Survive or thrive? Overqualified a matter of management

Aleksandra Luksyte, University of Western Australia

Overqualified workers are often seen as the pariah of human resources but these employees can be a constructive or a destructive influence on your business, depending on the way they are managed.

In my research, I have found that while overqualified people may often engage in counterproductive work behaviours, they can also make valuable contributions to organisations because they have under-realised qualifications. And with 45% of Australians identifying as overqualified for their current jobs, employers may not be realising the full potential of this untapped human resource.

It’s a problem that extends beyond Australian borders, with other countries experiencing comparable and even higher overqualification rates. These range from 23% in the USA and 30% in the European Union to 84% in China.

We like your CV but…

Human resource managers are frequently reluctant to hire overqualified applicants, a move that can seem counterintuitive: more credentials might allow the employee to work better and quicker because they have more human capital than is required to complete their tasks. However, managers often fear these employees will quit as soon as they find a more suitable job or that they will worsen workplace morale by voicing their workplace dissatisfaction.

And some of my research seems to support them. My colleagues and I surveyed 215 students who worked full-time in a variety of industries, such as healthcare, retail, fast food and management, with occupations including sales associate, legal assistant and veterinary technician. We found that people who felt they were overqualified were more likely to engage in counterproductive work behaviour, compared with those who did not report high levels of overqualification.

This behaviour included taking excessive coffee breaks, daydreaming instead of working, coming in late to work without permission, putting in little effort, and dragging out work in order to get overtime.
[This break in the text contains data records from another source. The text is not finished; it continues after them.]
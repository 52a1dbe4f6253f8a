//! SQLite storage backend.

use crate::backend::{StorageBackend, StorageTransaction};
use crate::error::StorageResult;
use crate::param::ParamStyle;
use crate::result::ResultSet;
use crate::value::Value;
use rusqlite::{params_from_iter, Connection, TransactionBehavior};
use std::path::Path;
use std::time::Duration;

/// Default time a writer waits for a competing writer before failing.
pub const DEFAULT_BUSY_TIMEOUT: Duration = Duration::from_secs(5);

/// A SQLite-backed store.
///
/// Each backend owns one connection. Concurrent exchanges against the same
/// database file use one backend per thread.
///
/// # Isolation
///
/// Transactions begin `IMMEDIATE`: the write lock is taken up front and held
/// until commit or rollback, so exchanges on the same file are serialized
/// and never observe each other's half-applied state.
///
/// # Example
///
/// ```
/// use deltasync_storage::{SqliteBackend, StorageBackend, StorageTransaction, Value};
///
/// let mut backend = SqliteBackend::open_in_memory().unwrap();
/// backend.connection().execute_batch("CREATE TABLE t(x INTEGER)").unwrap();
///
/// let mut tx = backend.begin().unwrap();
/// tx.execute("INSERT INTO t VALUES(?)", &[Value::Integer(7)]).unwrap();
/// tx.commit().unwrap();
///
/// let mut tx = backend.begin().unwrap();
/// let set = tx.query("SELECT x FROM t", &[]).unwrap();
/// assert_eq!(set.scalar(), Some(&Value::Integer(7)));
/// ```
#[derive(Debug)]
pub struct SqliteBackend {
    conn: Connection,
}

impl SqliteBackend {
    /// Opens or creates a database file.
    ///
    /// # Errors
    ///
    /// Returns an error if the file cannot be opened.
    pub fn open(path: &Path) -> StorageResult<Self> {
        let conn = Connection::open(path)?;
        Self::from_connection(conn)
    }

    /// Opens or creates a database file, creating parent directories if needed.
    ///
    /// # Errors
    ///
    /// Returns an error if directories cannot be created or the file cannot be opened.
    pub fn open_with_create_dirs(path: &Path) -> StorageResult<Self> {
        if let Some(parent) = path.parent() {
            std::fs::create_dir_all(parent)?;
        }
        Self::open(path)
    }

    /// Opens a private in-memory database.
    ///
    /// # Errors
    ///
    /// Returns an error if SQLite cannot allocate the database.
    pub fn open_in_memory() -> StorageResult<Self> {
        let conn = Connection::open_in_memory()?;
        Self::from_connection(conn)
    }

    /// Wraps an existing connection.
    ///
    /// # Errors
    ///
    /// Returns an error if the busy timeout cannot be set.
    pub fn from_connection(conn: Connection) -> StorageResult<Self> {
        conn.busy_timeout(DEFAULT_BUSY_TIMEOUT)?;
        Ok(Self { conn })
    }

    /// Sets how long to wait for a competing writer.
    ///
    /// # Errors
    ///
    /// Returns an error if SQLite rejects the setting.
    pub fn with_busy_timeout(self, timeout: Duration) -> StorageResult<Self> {
        self.conn.busy_timeout(timeout)?;
        Ok(self)
    }

    /// Returns the underlying connection, for schema setup and inspection.
    #[must_use]
    pub fn connection(&self) -> &Connection {
        &self.conn
    }

    /// Returns the underlying connection mutably.
    pub fn connection_mut(&mut self) -> &mut Connection {
        &mut self.conn
    }

    /// Consumes the backend and returns its connection.
    #[must_use]
    pub fn into_inner(self) -> Connection {
        self.conn
    }
}

impl StorageBackend for SqliteBackend {
    type Transaction<'a> = SqliteTransaction<'a>;

    fn param_style(&self) -> ParamStyle {
        ParamStyle::Qmark
    }

    fn begin(&mut self) -> StorageResult<SqliteTransaction<'_>> {
        let tx = self
            .conn
            .transaction_with_behavior(TransactionBehavior::Immediate)?;
        Ok(SqliteTransaction { tx })
    }
}

/// An open SQLite transaction. Rolls back when dropped uncommitted.
#[derive(Debug)]
pub struct SqliteTransaction<'a> {
    tx: rusqlite::Transaction<'a>,
}

impl StorageTransaction for SqliteTransaction<'_> {
    fn execute(&mut self, sql: &str, params: &[Value]) -> StorageResult<usize> {
        let mut stmt = self.tx.prepare_cached(sql)?;
        Ok(stmt.execute(params_from_iter(params.iter()))?)
    }

    fn execute_many(&mut self, sql: &str, param_sets: &[Vec<Value>]) -> StorageResult<usize> {
        if param_sets.is_empty() {
            return Ok(0);
        }
        let mut stmt = self.tx.prepare_cached(sql)?;
        let mut affected = 0;
        for params in param_sets {
            affected += stmt.execute(params_from_iter(params.iter()))?;
        }
        Ok(affected)
    }

    fn query(&mut self, sql: &str, params: &[Value]) -> StorageResult<ResultSet> {
        let mut stmt = self.tx.prepare_cached(sql)?;
        let columns: Vec<String> = stmt.column_names().into_iter().map(String::from).collect();
        let width = columns.len();

        let mut rows = stmt.query(params_from_iter(params.iter()))?;
        let mut out = Vec::new();
        while let Some(row) = rows.next()? {
            let mut values = Vec::with_capacity(width);
            for index in 0..width {
                values.push(Value::from(row.get_ref(index)?));
            }
            out.push(values);
        }

        Ok(ResultSet::new(columns, out))
    }

    fn commit(self) -> StorageResult<()> {
        self.tx.commit()?;
        Ok(())
    }

    fn rollback(self) -> StorageResult<()> {
        self.tx.rollback()?;
        Ok(())
    }
}
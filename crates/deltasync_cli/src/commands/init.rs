//! Init command implementation.

use std::path::Path;

/// Runs the init command.
pub fn run(db_path: &Path, config_path: &Path) -> Result<(), Box<dyn std::error::Error>> {
    let (db, mut backend) = super::open_store(db_path, config_path)?;
    db.create_tables(&mut backend)?;

    println!("Initialized {:?}", db_path);
    for name in db.table_names() {
        println!("  {name}");
    }
    Ok(())
}

#[cfg(test)]
mod tests {
    use super::*;
    use std::fs;
    use tempfile::TempDir;

    #[test]
    fn init_is_repeatable() {
        let dir = TempDir::new().unwrap();
        let config = dir.path().join("store.json");
        fs::write(
            &config,
            r#"{"tables": [{"name": "item", "primary_key": ["id"],
                "schema": [{"name": "id", "type": "integer"}, {"name": "name", "type": "string"}]}]}"#,
        )
        .unwrap();
        let db = dir.path().join("data").join("store.db");

        run(&db, &config).unwrap();
        run(&db, &config).unwrap();
        assert!(db.exists());
    }
}
//! Schema command implementation.

use deltasync_core::StoreConfig;
use std::path::Path;

/// Runs the schema command.
pub fn run(config_path: &Path) -> Result<(), Box<dyn std::error::Error>> {
    let db = StoreConfig::from_path(config_path)?.build()?;
    println!("{}", serde_json::to_string_pretty(&db.schema())?);
    Ok(())
}
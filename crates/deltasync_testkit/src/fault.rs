//! Fault injection for storage backends.
//!
//! [`FaultyBackend`] wraps any backend and fails a chosen statement or the
//! commit, so tests can check that an interrupted unit of work leaves the
//! store untouched.

use deltasync_storage::{
    ParamStyle, ResultSet, StorageBackend, StorageError, StorageResult, StorageTransaction, Value,
};
use std::sync::atomic::{AtomicBool, AtomicUsize, Ordering};

#[derive(Debug)]
struct FaultState {
    fail_at: AtomicUsize,
    statements: AtomicUsize,
    fail_commit: AtomicBool,
    injected: AtomicUsize,
}

impl FaultState {
    /// Counts one statement and reports whether it must fail.
    fn tick(&self) -> StorageResult<()> {
        let n = self.statements.fetch_add(1, Ordering::SeqCst) + 1;
        if n == self.fail_at.load(Ordering::SeqCst) {
            self.injected.fetch_add(1, Ordering::SeqCst);
            return Err(StorageError::backend(format!("injected failure at statement {n}")));
        }
        Ok(())
    }
}

/// A storage backend wrapper that fails on demand.
///
/// Statements are counted across transactions from the last
/// [`FaultyBackend::reset`]. `execute`, `execute_many` and `query` count as
/// one statement each.
#[derive(Debug)]
pub struct FaultyBackend<B> {
    inner: B,
    state: FaultState,
}

impl<B: StorageBackend> FaultyBackend<B> {
    /// Wraps a backend. No faults are armed.
    pub fn new(inner: B) -> Self {
        Self {
            inner,
            state: FaultState {
                fail_at: AtomicUsize::new(usize::MAX),
                statements: AtomicUsize::new(0),
                fail_commit: AtomicBool::new(false),
                injected: AtomicUsize::new(0),
            },
        }
    }

    /// Fails the `n`th statement (1-based) from now on.
    pub fn fail_statement(&self, n: usize) {
        self.state.statements.store(0, Ordering::SeqCst);
        self.state.fail_at.store(n, Ordering::SeqCst);
    }

    /// Sets whether commits fail.
    pub fn set_fail_commit(&self, fail: bool) {
        self.state.fail_commit.store(fail, Ordering::SeqCst);
    }

    /// Disarms all faults and clears the counters.
    pub fn reset(&self) {
        self.state.fail_at.store(usize::MAX, Ordering::SeqCst);
        self.state.statements.store(0, Ordering::SeqCst);
        self.state.fail_commit.store(false, Ordering::SeqCst);
        self.state.injected.store(0, Ordering::SeqCst);
    }

    /// Returns the number of statements seen since the last reset.
    pub fn statements(&self) -> usize {
        self.state.statements.load(Ordering::SeqCst)
    }

    /// Returns the number of failures injected since the last reset.
    pub fn injected(&self) -> usize {
        self.state.injected.load(Ordering::SeqCst)
    }

    /// Returns the wrapped backend.
    pub fn inner(&self) -> &B {
        &self.inner
    }

    /// Returns the wrapped backend mutably.
    pub fn inner_mut(&mut self) -> &mut B {
        &mut self.inner
    }
}

impl<B: StorageBackend> StorageBackend for FaultyBackend<B> {
    type Transaction<'a>
        = FaultyTransaction<'a, B::Transaction<'a>>
    where
        Self: 'a;

    fn param_style(&self) -> ParamStyle {
        self.inner.param_style()
    }

    fn begin(&mut self) -> StorageResult<Self::Transaction<'_>> {
        let Self { inner, state } = self;
        let tx = inner.begin()?;
        Ok(FaultyTransaction {
            inner: tx,
            state: &*state,
        })
    }
}

/// Transaction handed out by [`FaultyBackend`].
#[derive(Debug)]
pub struct FaultyTransaction<'a, T> {
    inner: T,
    state: &'a FaultState,
}

impl<T: StorageTransaction> StorageTransaction for FaultyTransaction<'_, T> {
    fn execute(&mut self, sql: &str, params: &[Value]) -> StorageResult<usize> {
        self.state.tick()?;
        self.inner.execute(sql, params)
    }

    fn execute_many(&mut self, sql: &str, param_sets: &[Vec<Value>]) -> StorageResult<usize> {
        self.state.tick()?;
        self.inner.execute_many(sql, param_sets)
    }

    fn query(&mut self, sql: &str, params: &[Value]) -> StorageResult<ResultSet> {
        self.state.tick()?;
        self.inner.query(sql, params)
    }

    fn commit(self) -> StorageResult<()> {
        if self.state.fail_commit.load(Ordering::SeqCst) {
            self.state.injected.fetch_add(1, Ordering::SeqCst);
            // Dropping the inner transaction discards its writes
            return Err(StorageError::backend("injected commit failure"));
        }
        self.inner.commit()
    }

    fn rollback(self) -> StorageResult<()> {
        self.inner.rollback()
    }
}

#[cfg(test)]
mod tests {
    use super::*;
    use deltasync_storage::SqliteBackend;

    fn backend() -> FaultyBackend<SqliteBackend> {
        let backend = SqliteBackend::open_in_memory().unwrap();
        backend
            .connection()
            .execute_batch("CREATE TABLE t(x INTEGER)")
            .unwrap();
        FaultyBackend::new(backend)
    }

    fn count(backend: &FaultyBackend<SqliteBackend>) -> i64 {
        backend
            .inner()
            .connection()
            .query_row("SELECT COUNT(*) FROM t", [], |r| r.get(0))
            .unwrap()
    }

    #[test]
    fn passes_through_when_disarmed() {
        let mut backend = backend();
        let mut tx = backend.begin().unwrap();
        tx.execute("INSERT INTO t VALUES(?)", &[Value::Integer(1)]).unwrap();
        tx.commit().unwrap();
        assert_eq!(count(&backend), 1);
        assert_eq!(backend.statements(), 1);
        assert_eq!(backend.injected(), 0);
    }

    #[test]
    fn fails_chosen_statement() {
        let mut backend = backend();
        backend.fail_statement(2);
        let mut tx = backend.begin().unwrap();
        tx.execute("INSERT INTO t VALUES(?)", &[Value::Integer(1)]).unwrap();
        assert!(tx.query("SELECT x FROM t", &[]).is_err());
        assert!(tx.query("SELECT x FROM t", &[]).is_ok());
        tx.rollback().unwrap();
        assert_eq!(count(&backend), 0);
        assert_eq!(backend.injected(), 1);
    }

    #[test]
    fn failed_commit_discards() {
        let mut backend = backend();
        backend.set_fail_commit(true);
        let mut tx = backend.begin().unwrap();
        tx.execute("INSERT INTO t VALUES(?)", &[Value::Integer(1)]).unwrap();
        assert!(tx.commit().is_err());
        assert_eq!(count(&backend), 0);

        backend.reset();
        assert_eq!(backend.statements(), 0);
    }
}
Reasons for such behaviour included burn-out from unchallenging work, as well as the perception that they did not fit their jobs or that the employer did not uphold an often implied psychological contract to provide work that suited their qualifications.

However, it turned out that the most important reason why overqualified employees put in little effort, came in late and took excessive coffee breaks was because they had grown cynical about their jobs. This was reflected in survey respondent attitudes that questioned the necessity of working hard on a job that did not challenge them and which wasted their skills, talents and qualifications. Why bother with such a job? These cynical attitudes were the strongest explanations for the positive link between overqualification and counterproductive work behaviours.
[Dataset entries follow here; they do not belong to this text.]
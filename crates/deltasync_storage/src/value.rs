//! Dynamic scalar value type.

use rusqlite::types::{ToSql, ToSqlOutput, ValueRef};
use serde::de::{self, Deserializer, SeqAccess, Visitor};
use serde::{Deserialize, Serialize};
use std::collections::BTreeMap;
use std::fmt;

/// A single persisted record: column name to scalar value.
///
/// Rows stay loosely typed at the boundary because table schemas are
/// supplied at runtime, not known statically.
pub type Row = BTreeMap<String, Value>;

/// A dynamic scalar cell value.
///
/// This is the set of values a relational column can hold. The serde
/// representation is untagged so JSON scalars map onto it directly.
/// Integers outside the i64 range are rejected rather than widened to
/// `Real`.
#[derive(Debug, Clone, PartialEq, Serialize)]
#[serde(untagged)]
pub enum Value {
    /// SQL NULL.
    Null,
    /// Boolean value. SQL backends store it as integer 0 or 1.
    Bool(bool),
    /// Signed integer (full i64 range).
    Integer(i64),
    /// Floating point number.
    Real(f64),
    /// Text string (UTF-8).
    Text(String),
    /// Raw bytes.
    Blob(Vec<u8>),
}

impl<'de> Deserialize<'de> for Value {
    fn deserialize<D>(deserializer: D) -> Result<Self, D::Error>
    where
        D: Deserializer<'de>,
    {
        struct ValueVisitor;

        impl<'de> Visitor<'de> for ValueVisitor {
            type Value = Value;

            fn expecting(&self, formatter: &mut fmt::Formatter) -> fmt::Result {
                formatter.write_str("a null, boolean, number, string or byte array")
            }

            fn visit_unit<E: de::Error>(self) -> Result<Value, E> {
                Ok(Value::Null)
            }

            fn visit_none<E: de::Error>(self) -> Result<Value, E> {
                Ok(Value::Null)
            }

            fn visit_some<D>(self, deserializer: D) -> Result<Value, D::Error>
            where
                D: Deserializer<'de>,
            {
                Value::deserialize(deserializer)
            }

            fn visit_bool<E: de::Error>(self, b: bool) -> Result<Value, E> {
                Ok(Value::Bool(b))
            }

            fn visit_i64<E: de::Error>(self, n: i64) -> Result<Value, E> {
                Ok(Value::Integer(n))
            }

            fn visit_u64<E: de::Error>(self, n: u64) -> Result<Value, E> {
                i64::try_from(n)
                    .map(Value::Integer)
                    .map_err(|_| E::custom(format!("integer {n} is out of range for i64")))
            }

            fn visit_f64<E: de::Error>(self, f: f64) -> Result<Value, E> {
                Ok(Value::Real(f))
            }

            fn visit_str<E: de::Error>(self, s: &str) -> Result<Value, E> {
                Ok(Value::Text(s.to_string()))
            }

            fn visit_string<E: de::Error>(self, s: String) -> Result<Value, E> {
                Ok(Value::Text(s))
            }

            fn visit_bytes<E: de::Error>(self, b: &[u8]) -> Result<Value, E> {
                Ok(Value::Blob(b.to_vec()))
            }

            fn visit_byte_buf<E: de::Error>(self, b: Vec<u8>) -> Result<Value, E> {
                Ok(Value::Blob(b))
            }

            fn visit_seq<A>(self, mut seq: A) -> Result<Value, A::Error>
            where
                A: SeqAccess<'de>,
            {
                let mut bytes = Vec::with_capacity(seq.size_hint().unwrap_or(0));
                while let Some(byte) = seq.next_element::<u8>()? {
                    bytes.push(byte);
                }
                Ok(Value::Blob(bytes))
            }
        }

        deserializer.deserialize_any(ValueVisitor)
    }
}

impl Value {
    /// Check if this value is null.
    pub fn is_null(&self) -> bool {
        matches!(self, Value::Null)
    }

    /// Get this value as a boolean, if it is one.
    pub fn as_bool(&self) -> Option<bool> {
        match self {
            Value::Bool(b) => Some(*b),
            _ => None,
        }
    }

    /// Get this value as an integer, if it is one.
    pub fn as_integer(&self) -> Option<i64> {
        match self {
            Value::Integer(n) => Some(*n),
            _ => None,
        }
    }

    /// Get this value as a float, if it is one.
    pub fn as_real(&self) -> Option<f64> {
        match self {
            Value::Real(f) => Some(*f),
            _ => None,
        }
    }

    /// Get this value as a string, if it is a text value.
    pub fn as_text(&self) -> Option<&str> {
        match self {
            Value::Text(s) => Some(s),
            _ => None,
        }
    }

    /// Get this value as bytes, if it is a blob.
    pub fn as_blob(&self) -> Option<&[u8]> {
        match self {
            Value::Blob(b) => Some(b),
            _ => None,
        }
    }
}

impl From<bool> for Value {
    fn from(b: bool) -> Self {
        Value::Bool(b)
    }
}

impl From<i64> for Value {
    fn from(n: i64) -> Self {
        Value::Integer(n)
    }
}

impl From<i32> for Value {
    fn from(n: i32) -> Self {
        Value::Integer(i64::from(n))
    }
}

impl From<u32> for Value {
    fn from(n: u32) -> Self {
        Value::Integer(i64::from(n))
    }
}

impl From<f64> for Value {
    fn from(f: f64) -> Self {
        Value::Real(f)
    }
}

impl From<String> for Value {
    fn from(s: String) -> Self {
        Value::Text(s)
    }
}

impl From<&str> for Value {
    fn from(s: &str) -> Self {
        Value::Text(s.to_string())
    }
}

impl From<Vec<u8>> for Value {
    fn from(b: Vec<u8>) -> Self {
        Value::Blob(b)
    }
}

impl From<&[u8]> for Value {
    fn from(b: &[u8]) -> Self {
        Value::Blob(b.to_vec())
    }
}

impl<T: Into<Value>> From<Option<T>> for Value {
    fn from(v: Option<T>) -> Self {
        v.map_or(Value::Null, Into::into)
    }
}

impl From<()> for Value {
    fn from((): ()) -> Self {
        Value::Null
    }
}

impl ToSql for Value {
    fn to_sql(&self) -> rusqlite::Result<ToSqlOutput<'_>> {
        Ok(match self {
            Value::Null => ToSqlOutput::Borrowed(ValueRef::Null),
            Value::Bool(b) => ToSqlOutput::Owned(rusqlite::types::Value::Integer(i64::from(*b))),
            Value::Integer(n) => ToSqlOutput::Borrowed(ValueRef::Integer(*n)),
            Value::Real(f) => ToSqlOutput::Borrowed(ValueRef::Real(*f)),
            Value::Text(s) => ToSqlOutput::Borrowed(ValueRef::Text(s.as_bytes())),
            Value::Blob(b) => ToSqlOutput::Borrowed(ValueRef::Blob(b)),
        })
    }
}

impl From<ValueRef<'_>> for Value {
    fn from(value: ValueRef<'_>) -> Self {
        match value {
            ValueRef::Null => Value::Null,
            ValueRef::Integer(n) => Value::Integer(n),
            ValueRef::Real(f) => Value::Real(f),
            ValueRef::Text(t) => Value::Text(String::from_utf8_lossy(t).into_owned()),
            ValueRef::Blob(b) => Value::Blob(b.to_vec()),
        }
    }
}

/// Builds a [`Row`] from `column => value` pairs.
///
/// ```
/// use deltasync_storage::{row, Value};
///
/// let row = row! { "id" => 1, "name" => "Item 1" };
/// assert_eq!(row["name"], Value::from("Item 1"));
/// ```
#[macro_export]
macro_rules! row {
    () => {
        $crate::Row::new()
    };
    ($($column:expr => $value:expr),+ $(,)?) => {{
        let mut row = $crate::Row::new();
        $(
            row.insert(::std::string::String::from($column), $crate::Value::from($value));
        )+
        row
    }};
}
Gaining traction on their distraction

Does this mean that organisations should shy away from hiring overqualified people? On the contrary. In a paper presented at the 2013 International conference of Society of Industrial-Organisational Psychology, I demonstrate that overqualified workers can be a source of creative work behaviours if organisations use strategies to motivate these potentially excellent workers.

As part of this management strategy research, I surveyed 113 staff and their 19 supervisors in an American organisation that offers after-school activities to high-school students.

I found that overqualified employees were motivated to use their potential and increase creative work behaviour if employers offered them mentoring opportunities and the ability to negotiate flexibility and developmental deals, allowing employees to feel appreciated and supported.

The Conversation

Aleksandra Luksyte is Assistant Professor, The University of Western Australia Business School at University of Western Australia

This article was originally published on The Conversation. Read the original article.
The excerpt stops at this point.